Trovare la badante giusta non è facile e richiede un vero e proprio metodo di ricerca “su misura”… ma la badante giusta chi è?

Come ci siamo detti negli articoli precedenti, prima di tutto è fondamentale che la badante risulti idonea per le specifiche necessità operative e relazionali dell’anziano che è chiamata ad assistere; ma questo può non bastare.

La badante giusta ha qualcosa in più: un atteggiamento proiettato al miglioramento personale e non solo professionale!

Tante infatti sono le esperienze di famiglie che, pur riscontrando buone attitudini operative nella badante del proprio caro, si trovano a doverla spesso sostituire. Ciò può dipendere da svariate ragioni: molto spesso accade perché nonostante le buone competenze dimostrate ci si trovi dinnanzi ad una carenzadi flessibilità per esempio!

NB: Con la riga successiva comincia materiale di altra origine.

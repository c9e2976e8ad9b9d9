use thiserror::Error;

/// Errors that can occur in the proxy
#[derive(Error, Debug)]
pub enum ProxyError {
    #[error("IO error: {0}")]
    Io(#[from] std::io::Error),

    #[error("Configuration error: {0}")]
    Config(String),

    #[error("Invalid blocklist pattern '{pattern}': {reason}")]
    Pattern { pattern: String, reason: String },
}

pub type Result<T> = std::result::Result<T, ProxyError>;
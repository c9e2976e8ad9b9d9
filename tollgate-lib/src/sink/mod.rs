mod event;
mod json;

pub use event::{excerpt, Protocol, ProxyEvent, EXCERPT_LIMIT};
pub use json::JsonFileSink;

use std::collections::BTreeMap;

use crate::stats::DomainSummary;

/// Consumer of request, blocked and rate-limit events.
///
/// The proxy core calls `emit` once per terminal outcome and
/// `flush_summary` once at shutdown. Implementations must never fail the
/// request path; report problems and carry on.
pub trait EventSink: Send + Sync {
    fn emit(&self, event: &ProxyEvent);

    /// Persist the reduced per-domain statistics. Called at shutdown when
    /// logging is enabled.
    fn flush_summary(&self, summary: &BTreeMap<String, DomainSummary>);
}

/// Sink that drops everything. Used when logging is disabled; in-memory
/// statistics still aggregate.
#[derive(Debug, Default, Clone, Copy)]
pub struct NoopSink;

impl EventSink for NoopSink {
    fn emit(&self, _event: &ProxyEvent) {}

    fn flush_summary(&self, _summary: &BTreeMap<String, DomainSummary>) {}
}
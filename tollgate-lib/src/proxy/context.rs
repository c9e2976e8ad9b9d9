use std::sync::Arc;
use std::time::Duration;

use crate::config::Config;
use crate::error::Result;
use crate::security::{Blocklist, RateLimiter};
use crate::sink::{EventSink, NoopSink};
use crate::stats::StatsAggregator;

/// Everything a connection worker needs, built once at startup.
///
/// Keeping the shared state here instead of in process globals lets one
/// process run several independent proxy instances, which the
/// integration tests rely on.
pub struct ProxyContext {
    pub config: Arc<Config>,
    pub blocklist: Blocklist,
    pub limiter: RateLimiter,
    pub stats: StatsAggregator,
    pub sink: Arc<dyn EventSink>,
}

impl ProxyContext {
    /// Build a context from configuration with the given sink.
    pub fn new(config: Config, sink: Arc<dyn EventSink>) -> Result<Self> {
        let blocklist = Blocklist::new(&config.blocklist)?;
        let limiter = RateLimiter::new(
            config.rate_limit.max_requests,
            Duration::from_secs(config.rate_limit.window_seconds),
        );
        Ok(Self {
            config: Arc::new(config),
            blocklist,
            limiter,
            stats: StatsAggregator::new(),
            sink,
        })
    }

    /// Context with the no-op sink, for logging-disabled runs.
    pub fn with_noop_sink(config: Config) -> Result<Self> {
        Self::new(config, Arc::new(NoopSink))
    }
}
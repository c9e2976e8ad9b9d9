#![forbid(unsafe_code)]

use std::path::PathBuf;
use std::sync::Arc;

use clap::Parser;
use tokio::sync::watch;
use tollgate_lib::sink::{EventSink, JsonFileSink, NoopSink};
use tollgate_lib::{load_from_path, proxy, Config, ProxyContext};
use tracing::{error, info};
use tracing_subscriber::EnvFilter;

#[derive(Parser, Debug)]
#[command(version, about = "Forwarding HTTP/HTTPS proxy with admission control")]
struct Cli {
    /// Port to listen on
    port: u16,

    /// Pass the literal word `Log` to persist per-request events and the
    /// shutdown summary under the log directory
    #[arg(value_parser = ["Log"])]
    log: Option<String>,

    /// Path to configuration TOML file
    #[arg(short, long, value_name = "FILE")]
    config: Option<PathBuf>,
}

#[tokio::main]
async fn main() {
    init_tracing();

    let cli = Cli::parse();

    let mut config = match cli.config {
        Some(path) => match load_from_path(&path) {
            Ok(cfg) => cfg,
            Err(err) => {
                error!(%err, "failed to load configuration");
                std::process::exit(2);
            }
        },
        None => Config::default(),
    };
    config.port = cli.port;
    if cli.log.is_some() {
        config.logging_enabled = true;
    }

    let sink: Arc<dyn EventSink> = if config.logging_enabled {
        match JsonFileSink::new(&config.log_root) {
            Ok(sink) => Arc::new(sink),
            Err(err) => {
                error!(%err, "failed to prepare log directory");
                std::process::exit(2);
            }
        }
    } else {
        Arc::new(NoopSink)
    };

    let ctx = match ProxyContext::new(config, sink) {
        Ok(ctx) => Arc::new(ctx),
        Err(err) => {
            error!(%err, "invalid configuration");
            std::process::exit(2);
        }
    };

    let (shutdown_tx, shutdown_rx) = watch::channel(false);
    tokio::spawn(async move {
        if tokio::signal::ctrl_c().await.is_ok() {
            info!("interrupt received, shutting down");
            let _ = shutdown_tx.send(true);
        }
    });

    if let Err(err) = proxy::run(ctx, shutdown_rx).await {
        error!(%err, "proxy exited with error");
        std::process::exit(2);
    }

    // An interrupt-driven shutdown still exits non-zero.
    std::process::exit(1);
}

fn init_tracing() {
    let env_filter = EnvFilter::try_from_default_env().unwrap_or_else(|_| EnvFilter::new("info"));
    tracing_subscriber::fmt()
        .with_env_filter(env_filter)
        .with_target(false)
        .init();
}
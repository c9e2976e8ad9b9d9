use regex::Regex;
use std::sync::LazyLock;

static ABSOLUTE_TARGET_RE: LazyLock<Regex> =
    LazyLock::new(|| Regex::new(r"^https?://[^/]+(/.*)?$").expect("absolute target pattern"));

const CONNECTION_PREFIX: &str = "connection:";

/// Rewrite a client request for origin-form forwarding.
///
/// The request-line target loses its scheme and authority, keeping only
/// path and query (`/` when the path is absent), and the header block
/// ends up with exactly one `Connection: close` header: an existing one
/// is replaced in place, duplicates are dropped, and when none exists it
/// is inserted before the blank line that terminates the headers. Input
/// without a terminating blank line gets the header appended at the end.
/// Everything else, including the body and the CRLF separators, passes
/// through verbatim. Rewriting twice yields the same bytes.
pub fn rewrite_request(request: &str) -> String {
    let lines: Vec<&str> = request.split("\r\n").collect();
    let mut out: Vec<String> = Vec::with_capacity(lines.len() + 1);
    out.push(rewrite_request_line(lines[0]));

    // The header block ends at the first empty line; the rest is body.
    let header_end = lines[1..]
        .iter()
        .position(|line| line.is_empty())
        .map_or(lines.len(), |i| i + 1);

    let mut connection_seen = false;
    for line in &lines[1..header_end] {
        let is_connection = line
            .get(..CONNECTION_PREFIX.len())
            .is_some_and(|prefix| prefix.eq_ignore_ascii_case(CONNECTION_PREFIX));
        if is_connection {
            if !connection_seen {
                out.push("Connection: close".to_string());
                connection_seen = true;
            }
        } else {
            out.push((*line).to_string());
        }
    }
    if !connection_seen {
        out.push("Connection: close".to_string());
    }

    for line in &lines[header_end..] {
        out.push((*line).to_string());
    }
    out.join("\r\n")
}

fn rewrite_request_line(line: &str) -> String {
    let mut parts = line.splitn(3, ' ');
    let (Some(method), Some(target)) = (parts.next(), parts.next()) else {
        return line.to_string();
    };
    let version = parts.next();

    let Some(caps) = ABSOLUTE_TARGET_RE.captures(target) else {
        return line.to_string();
    };
    let path = caps.get(1).map_or("/", |m| m.as_str());
    match version {
        Some(version) => format!("{method} {path} {version}"),
        None => format!("{method} {path}"),
    }
}
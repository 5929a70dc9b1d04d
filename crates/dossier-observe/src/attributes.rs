//! Span names shared across Dossier.
//!
//! Constants rather than literals so that log processing can rely on one
//! vocabulary. Usable directly in `tracing::info_span!`.

/// Final submission of a user's draft.
pub const SPAN_SUBMIT: &str = "dossier.submit";

/// Rendering the review document.
pub const SPAN_REVIEW: &str = "dossier.review";

/// Dropping a user's draft from the store.
pub const SPAN_DRAFT_CLEAR: &str = "dossier.draft.clear";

Quando non si è disposti a fare un passo verso l’altro (il tuo datore di lavoro per esempio) prima o poi il filo che lega quel rapporto si tenderà fino a spezzarsi.
Una badante inflessibile è colei che non accetterà compromessi e un giorno potrebbe decidere improvvisamente di andar via, riaprendo il capitolo “ricerca badante”.

Per miglioramento personale si intende la capacità ed il desiderio di individuare soluzioni, di crescere come persona; è la capacità di interazione sana che si è in grado di avere con chi si ha di fronte che permette di costruire ponti di comunicazione e non muri. Questo atteggiamento può trasformare uan badante addirittura in una guida per la famiglia.

Nutrire fiducia nella propria badante ed essere ricambiati con un atteggiamento giusto è uno dei tasselli indispensabili per un rapporto di lavoro domestico duraturo e STABILE.

Come fare per scoprire se la propria badante ha questa predisposizione?

Beh, non potendo confidare in doti di chiaroveggenza, vi offriamo qualche dritta su alcune domande che possono essere utili in fase di conoscenza e di prova.

  • Chiedere innanzitutto i motivi delle cessazioni dei suoi rapporti di lavoro precedenti; è presumibile che una badante che abbia cambiato per sua iniziativa tanti posti di lavoro o che abbia lasciato i suoi datori di lavoro in seguito a screzi possa essere recidiva. Ad aggravare la situazione ci sarebbero eventuali rapporti terminati con vertenze o azioni legali… ma come possiamo saperlo?
  • Chiedere quale lavoro che svolgevano nel loro Paese comprese passioni e interessi che hanno sviluppato nel corso degli anni. Una badante che ha cura della propria crescita culturale e mentale sarà più predisposta a lavorare in contesti in cui bisogna essere “forti” e bisogna trovare soluzioni creative di fronte ad ogni tipo di problematica.
  • Conoscere la durata dei suoi precedenti lavori. Le sue assistenze son state stabili oppure sono durate per pochi mesi? Se le assistenze sono state di breve durata è opportuno comprenderne a fondo il motivo. Ci sono badanti che non amano un “posto di fisso” e sono quelle che poi rivelano l’atteggiamento mentale peggiore. La loro instabilità viene riversata anche nel modo in cui lavorano quotidianamente.

Il ccnl del lavoro domestico tutela con ampio raggio il datore di lavoro includendo 8 giorni lavorativi di prova per i contratti a tempo indeterminato entro i quali è possibile recedere dallo stesso e dunque risolvere il contratto qualora la badante non avesse determinate caratteristiche… ma come si suol dire “prevenire è meglio che curare”, ecco perché il nostro consiglio è di esser attenti osservatori in fase di colloquio!